**Problem description:**
Would you please restate every record exactly as written?

**Data listing:**
┌────────
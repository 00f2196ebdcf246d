//! Floor inspection tool: generates a level from the configured settings
//! and reports what the game would build: rooms, doorways, teleports,
//! and optionally an ascii top-down dump. The game proper consumes the
//! same `gameplay` surface; this binary exists so a seed can be inspected
//! and reproduced without booting the renderer.

mod cli;
mod config;

use std::error::Error;

use rand::SeedableRng;
use rand::rngs::SmallRng;
use simplelog::TermLogger;

use cli::CliOptions;
use config::UserConfig;
use gameplay::{Level, ROOM_PROFILES, log};

use crate::log::info;

fn main() -> Result<(), Box<dyn Error>> {
    let options: CliOptions = argh::from_env();

    TermLogger::init(
        options.verbose.unwrap_or(log::LevelFilter::Info),
        simplelog::ConfigBuilder::default()
            .set_time_level(log::LevelFilter::Trace)
            .build(),
        simplelog::TerminalMode::Mixed,
        simplelog::ColorChoice::Auto,
    )?;

    let mut user_config = UserConfig::load();
    user_config.sync_cli(&options);
    user_config.write();

    let mut level = Level::generate(user_config.level.clone())?;
    if options.open_all {
        let rooms = level.rooms().count();
        for room in 0..rooms {
            level.toggle_room_portals(room, true);
        }
        info!("opened every doorway and teleport");
    }

    report(&level);
    if options.dump {
        print!("{}", render_ascii(&level));
    }
    Ok(())
}

fn report(level: &Level) {
    for room in level.rooms() {
        let geometry = level.room_geometry(room.leaf);
        info!(
            "room {:>2}: {:>2}x{:<2} at ({},{}) {:<10} {} pillars, {} doorways, {} pads",
            room.leaf,
            room.area.width(),
            room.area.height(),
            room.area.x0,
            room.area.y0,
            ROOM_PROFILES[room.profile].name,
            room.pillars.len(),
            geometry.portal_cells.len(),
            geometry.teleport_pads.len(),
        );
    }
    info!(
        "totals: {} rooms, {} portals, {} teleports",
        level.rooms().count(),
        level.portals().len(),
        level.teleports().len()
    );

    let mut rng = SmallRng::seed_from_u64(level.settings().seed);
    if let Some(spawn) = level.random_position_in(0, &mut rng) {
        info!("suggested spawn: ({:.1}, {:.1}) in room 0", spawn.x, spawn.y);
    }
}

/// Top-down tile dump: `.` floor, `#` pillar, `%` teleport pad, `+`/`/`
/// closed/open doorway cell, space for dead space.
fn render_ascii(level: &Level) -> String {
    let n = level.settings().tile_count as usize;
    let ts = level.settings().tile_size;
    let mut grid = vec![vec![' '; n]; n];

    for room in level.rooms() {
        let geometry = level.room_geometry(room.leaf);
        for y in room.area.y0..=room.area.y1 {
            for x in room.area.x0..=room.area.x1 {
                grid[y as usize][x as usize] = '.';
            }
        }
        for &(px, py) in geometry.pillars {
            grid[py as usize][px as usize] = '#';
        }
        for pad in &geometry.teleport_pads {
            let (px, py) = ((pad.x / ts) as usize, (pad.y / ts) as usize);
            grid[py][px] = '%';
        }
        for cell in &geometry.portal_cells {
            grid[cell.y as usize][cell.x as usize] = if cell.open { '/' } else { '+' };
        }
    }

    let mut out = String::with_capacity(n * (n + 1));
    for row in grid.iter().rev() {
        out.extend(row.iter());
        out.push('\n');
    }
    out
}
└────────
**Answer below:**
repository 00f2196ebdcf246d
//! Floor inspection tool: generates a level from the configured settings
//! and reports what the game would build: rooms, doorways, teleports,
//! and optionally an ascii top-down dump. The game proper consumes the
//! same `gameplay` surface; this binary exists so a seed can be inspected
//! and reproduced without booting the renderer.

mod cli;
mod config;

use std::error::Error;

use rand::SeedableRng;
use rand::rngs::SmallRng;
use simplelog::TermLogger;

use cli::CliOptions;
use config::UserConfig;
use gameplay::{Level, ROOM_PROFILES, log};

use crate::log::info;

fn main() -> Result<(), Box<dyn Error>> {
    let options: CliOptions = argh::from_env();

    TermLogger::init(
        options.verbose.unwrap_or(log::LevelFilter::Info),
        simplelog::ConfigBuilder::default()
            .set_time_level(log::LevelFilter::Trace)
            .build(),
        simplelog::TerminalMode::Mixed,
        simplelog::ColorChoice::Auto,
    )?;

    let mut user_config = UserConfig::load();
    user_config.sync_cli(&options);
    user_config.write();

    let mut level = Level::generate(user_config.level.clone())?;
    if options.open_all {
        let rooms = level.rooms().count();
        for room in 0..rooms {
            level.toggle_room_portals(room, true);
        }
        info!("opened every doorway and teleport");
    }

    report(&level);
    if options.dump {
        print!("{}", render_ascii(&level));
    }
    Ok(())
}

fn report(level: &Level) {
    for room in level.rooms() {
        let geometry = level.room_geometry(room.leaf);
        info!(
            "room {:>2}: {:>2}x{:<2} at ({},{}) {:<10} {} pillars, {} doorways, {} pads",
            room.leaf,
            room.area.width(),
            room.area.height(),
            room.area.x0,
            room.area.y0,
            ROOM_PROFILES[room.profile].name,
            room.pillars.len(),
            geometry.portal_cells.len(),
            geometry.teleport_pads.len(),
        );
    }
    info!(
        "totals: {} rooms, {} portals, {} teleports",
        level.rooms().count(),
        level.portals().len(),
        level.teleports().len()
    );

    let mut rng = SmallRng::seed_from_u64(level.settings().seed);
    if let Some(spawn) = level.random_position_in(0, &mut rng) {
        info!("suggested spawn: ({:.1}, {:.1}) in room 0", spawn.x, spawn.y);
    }
}

/// Top-down tile dump: `.` floor, `#` pillar, `%` teleport pad, `+`/`/`
/// closed/open doorway cell, space for dead space.
fn render_ascii(level: &Level) -> String {
    let n = level.settings().tile_count as usize;
    let ts = level.settings().tile_size;
    let mut grid = vec![vec![' '; n]; n];

    for room in level.rooms() {
        let geometry = level.room_geometry(room.leaf);
        for y in room.area.y0..=room.area.y1 {
            for x in room.area.x0..=room.area.x1 {
                grid[y as usize][x as usize] = '.';
            }
        }
        for &(px, py) in geometry.pillars {
            grid[py as usize][px as usize] = '#';
        }
        for pad in &geometry.teleport_pads {
            let (px, py) = ((pad.x / ts) as usize, (pad.y / ts) as usize);
            grid[py][px] = '%';
        }
        for cell in &geometry.portal_cells {
            grid[cell.y as usize][cell.x as usize] = if cell.open { '/' } else { '+' };
        }
    }

    let mut out = String::with_capacity(n * (n + 1));
    for row in grid.iter().rev() {
        out.extend(row.iter());
        out.push('\n');
    }
    out
}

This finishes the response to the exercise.